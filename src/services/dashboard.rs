//! Role dashboards over the shop's demo schedule.

use chrono::{Days, NaiveDate};
use log::{info, warn};

use crate::domain::appointment::{Appointment, AppointmentStatus};
use crate::domain::catalog::find_service_by_name;
use crate::domain::plan::Plan;
use crate::domain::types::{AppointmentId, Money, SlotTime};
use crate::domain::user::{Session, User};
use crate::dto::dashboard::{
    AdminDashboard, ClientDashboard, Dashboard, EmployeeDashboard, MonthlyPlanStatus,
    ScheduleStats,
};
use crate::dto::plans::PlanCard;
use crate::services::{ServiceError, ServiceResult};

struct DemoEntry {
    id: &'static str,
    hour: u32,
    minute: u32,
    client: &'static str,
    phone: &'static str,
    barber: &'static str,
    service: &'static str,
    status: AppointmentStatus,
    notes: &'static str,
}

const TODAY_SCHEDULE: [DemoEntry; 4] = [
    DemoEntry {
        id: "1",
        hour: 9,
        minute: 0,
        client: "João Silva",
        phone: "(11) 99999-9999",
        barber: "Julin",
        service: "Corte + Barba",
        status: AppointmentStatus::Confirmed,
        notes: "Cliente prefere degradê baixo",
    },
    DemoEntry {
        id: "2",
        hour: 10,
        minute: 30,
        client: "Pedro Santos",
        phone: "(11) 88888-8888",
        barber: "Marquinho",
        service: "Corte Tradicional",
        status: AppointmentStatus::Confirmed,
        notes: "",
    },
    DemoEntry {
        id: "3",
        hour: 14,
        minute: 0,
        client: "Carlos Oliveira",
        phone: "(11) 77777-7777",
        barber: "Julin",
        service: "Apenas Barba",
        status: AppointmentStatus::Completed,
        notes: "Barba modelada",
    },
    DemoEntry {
        id: "4",
        hour: 15,
        minute: 30,
        client: "Roberto Lima",
        phone: "(11) 66666-6666",
        barber: "Marquinho",
        service: "Corte + Barba",
        status: AppointmentStatus::Confirmed,
        notes: "",
    },
];

fn build_appointment(
    id: &str,
    date: NaiveDate,
    time: SlotTime,
    client_name: &str,
    client_phone: Option<&str>,
    barber_name: &str,
    service_name: &str,
    status: AppointmentStatus,
    notes: &str,
) -> Appointment {
    Appointment {
        id: AppointmentId::from_trusted(id),
        date,
        time,
        client_name: client_name.to_string(),
        client_phone: client_phone.map(str::to_string),
        barber_name: barber_name.to_string(),
        service_name: service_name.to_string(),
        price: find_service_by_name(service_name)
            .map(|service| service.price)
            .unwrap_or(Money::ZERO),
        status,
        notes: Some(notes.to_string()).filter(|n| !n.is_empty()),
    }
}

/// The shop's appointments for one day, kept in memory.
#[derive(Clone, Debug)]
pub struct ScheduleBook {
    date: NaiveDate,
    appointments: Vec<Appointment>,
}

impl ScheduleBook {
    /// Fixed demo schedule placed on `date`.
    pub fn demo(date: NaiveDate) -> Self {
        let appointments = TODAY_SCHEDULE
            .iter()
            .filter_map(|entry| {
                let time = SlotTime::from_hm(entry.hour, entry.minute).ok()?;
                Some(build_appointment(
                    entry.id,
                    date,
                    time,
                    entry.client,
                    Some(entry.phone),
                    entry.barber,
                    entry.service,
                    entry.status,
                    entry.notes,
                ))
            })
            .collect();
        Self { date, appointments }
    }

    pub fn date(&self) -> NaiveDate {
        self.date
    }

    pub fn appointments(&self) -> &[Appointment] {
        &self.appointments
    }

    /// Moves a confirmed appointment to `status`. Returns `false` for
    /// unknown ids and appointments that are no longer confirmed.
    fn transition(&mut self, id: &AppointmentId, status: AppointmentStatus) -> bool {
        match self
            .appointments
            .iter_mut()
            .find(|appointment| &appointment.id == id)
        {
            Some(appointment) if appointment.status == AppointmentStatus::Confirmed => {
                appointment.status = status;
                true
            }
            Some(_) => false,
            None => {
                warn!("Ignoring status change for unknown appointment {id}");
                false
            }
        }
    }
}

/// Appointments shown to a signed-in client: two upcoming, two past.
pub fn client_appointments(today: NaiveDate, user: &User) -> (Vec<Appointment>, Vec<Appointment>) {
    let shift = |days: u64, forward: bool| {
        let shifted = if forward {
            today.checked_add_days(Days::new(days))
        } else {
            today.checked_sub_days(Days::new(days))
        };
        shifted.unwrap_or(today)
    };
    let phone = user.phone.as_ref().map(|p| p.as_str());
    let name = user.name.as_str();
    let at = |hour, minute| SlotTime::from_hm(hour, minute).ok();

    let entries = [
        ("1", shift(3, true), at(14, 30), "Julin", "Corte + Barba", AppointmentStatus::Confirmed),
        ("2", shift(8, true), at(15, 0), "Marquinho", "Corte Tradicional", AppointmentStatus::Confirmed),
        ("3", shift(16, false), at(16, 0), "Julin", "Corte + Barba", AppointmentStatus::Completed),
        ("4", shift(23, false), at(14, 0), "Marquinho", "Corte Tradicional", AppointmentStatus::Completed),
    ];

    entries
        .into_iter()
        .filter_map(|(id, date, time, barber, service, status)| {
            Some(build_appointment(
                id, date, time?, name, phone, barber, service, status, "",
            ))
        })
        .partition(|appointment| appointment.date >= today)
}

fn ensure_staff(session: Option<&Session>) -> ServiceResult<()> {
    match session {
        Some(Session::Employee { .. } | Session::Admin { .. }) => Ok(()),
        _ => Err(ServiceError::Unauthorized),
    }
}

/// Marks a confirmed appointment as attended.
pub fn mark_attended(
    session: Option<&Session>,
    schedule: &mut ScheduleBook,
    id: &AppointmentId,
) -> ServiceResult<bool> {
    ensure_staff(session)?;
    let changed = schedule.transition(id, AppointmentStatus::Completed);
    if changed {
        info!("Appointment {id} marked as attended");
    }
    Ok(changed)
}

/// Marks a confirmed appointment as a no-show.
pub fn mark_no_show(
    session: Option<&Session>,
    schedule: &mut ScheduleBook,
    id: &AppointmentId,
) -> ServiceResult<bool> {
    ensure_staff(session)?;
    let changed = schedule.transition(id, AppointmentStatus::NoShow);
    if changed {
        info!("Appointment {id} marked as no-show");
    }
    Ok(changed)
}

/// Builds the dashboard matching the session's role.
pub fn load_dashboard(
    session: Option<&Session>,
    schedule: &ScheduleBook,
    plans: &[Plan],
) -> ServiceResult<Dashboard> {
    let session = session.ok_or(ServiceError::Unauthorized)?;
    let user_name = session.user().name.to_string();

    let dashboard = match session {
        Session::Client {
            user,
            has_monthly_plan,
        } => {
            let (upcoming, history) = client_appointments(schedule.date(), user);
            let monthly_plan = has_monthly_plan.then(|| MonthlyPlanStatus {
                cuts_remaining: 2,
                total_cuts: 4,
                renewal_date: schedule
                    .date()
                    .checked_add_days(Days::new(30))
                    .unwrap_or(schedule.date()),
                fixed_time: "Quinta, 15:00h".to_string(),
            });
            Dashboard::Client(ClientDashboard {
                user_name,
                upcoming,
                history,
                monthly_plan,
            })
        }
        Session::Employee { .. } => Dashboard::Employee(EmployeeDashboard {
            user_name,
            schedule: schedule.appointments().to_vec(),
            stats: ScheduleStats::from_appointments(schedule.appointments()),
        }),
        Session::Admin { .. } => Dashboard::Admin(AdminDashboard {
            user_name,
            schedule: schedule.appointments().to_vec(),
            stats: ScheduleStats::from_appointments(schedule.appointments()),
            plans: plans.iter().map(PlanCard::from).collect(),
            active_plans: plans.iter().filter(|plan| plan.active).count(),
        }),
    };

    Ok(dashboard)
}

#[cfg(test)]
mod tests {
    use super::*;
    use crate::domain::plan::default_plans;
    use crate::domain::types::{UserEmail, UserId, UserName};

    fn today() -> NaiveDate {
        NaiveDate::from_ymd_opt(2024, 6, 17).unwrap()
    }

    fn user(name: &str) -> User {
        User {
            id: UserId::new("u1").unwrap(),
            name: UserName::new(name).unwrap(),
            email: UserEmail::new("user@example.com").unwrap(),
            phone: None,
        }
    }

    fn employee() -> Session {
        Session::Employee {
            user: user("Marquinho"),
        }
    }

    #[test]
    fn demo_schedule_prices_come_from_catalog() {
        let book = ScheduleBook::demo(today());
        let stats = ScheduleStats::from_appointments(book.appointments());

        assert_eq!(stats.total, 4);
        assert_eq!(stats.confirmed, 3);
        assert_eq!(stats.completed, 1);
        assert_eq!(stats.revenue, Money::from_cents(1500));
        assert_eq!(book.appointments()[0].price, Money::from_cents(4000));
    }

    #[test]
    fn employee_marks_attendance() {
        let mut book = ScheduleBook::demo(today());
        let session = employee();
        let first = AppointmentId::new("1").unwrap();
        let second = AppointmentId::new("2").unwrap();

        assert!(mark_attended(Some(&session), &mut book, &first).unwrap());
        assert!(mark_no_show(Some(&session), &mut book, &second).unwrap());
        // Already settled.
        assert!(!mark_no_show(Some(&session), &mut book, &first).unwrap());
        assert!(!mark_attended(Some(&session), &mut book, &AppointmentId::new("9").unwrap()).unwrap());

        let stats = ScheduleStats::from_appointments(book.appointments());
        assert_eq!(stats.completed, 2);
        assert_eq!(stats.no_shows, 1);
        assert_eq!(stats.revenue, Money::from_cents(5500));
    }

    #[test]
    fn clients_cannot_mark_attendance() {
        let mut book = ScheduleBook::demo(today());
        let client = Session::Client {
            user: user("João"),
            has_monthly_plan: false,
        };
        let id = AppointmentId::new("1").unwrap();

        assert!(matches!(
            mark_attended(Some(&client), &mut book, &id),
            Err(ServiceError::Unauthorized)
        ));
        assert!(matches!(
            mark_no_show(None, &mut book, &id),
            Err(ServiceError::Unauthorized)
        ));
    }

    #[test]
    fn dashboard_follows_session_role() {
        let book = ScheduleBook::demo(today());
        let plans = default_plans();

        let client = Session::Client {
            user: user("João"),
            has_monthly_plan: true,
        };
        match load_dashboard(Some(&client), &book, &plans).unwrap() {
            Dashboard::Client(data) => {
                assert_eq!(data.upcoming.len(), 2);
                assert_eq!(data.history.len(), 2);
                assert!(data.upcoming.iter().all(|a| a.client_name == "João"));
                assert!(data.monthly_plan.is_some());
            }
            other => panic!("unexpected dashboard {other:?}"),
        }

        assert!(matches!(
            load_dashboard(Some(&employee()), &book, &plans).unwrap(),
            Dashboard::Employee(_)
        ));

        let admin = Session::Admin {
            user: user("Julin"),
        };
        match load_dashboard(Some(&admin), &book, &plans).unwrap() {
            Dashboard::Admin(data) => {
                assert_eq!(data.plans.len(), 5);
                assert_eq!(data.active_plans, 5);
            }
            other => panic!("unexpected dashboard {other:?}"),
        }

        assert!(matches!(
            load_dashboard(None, &book, &plans),
            Err(ServiceError::Unauthorized)
        ));
    }
}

▶ [What the task asks]: Search the data above for lines holding "João" and copy each of them.

▶ [Exercise response]:
        client: "João Silva",
            user: user("João"),
            user: user("João"),
                assert!(data.upcoming.iter().all(|a| a.client_name == "João"));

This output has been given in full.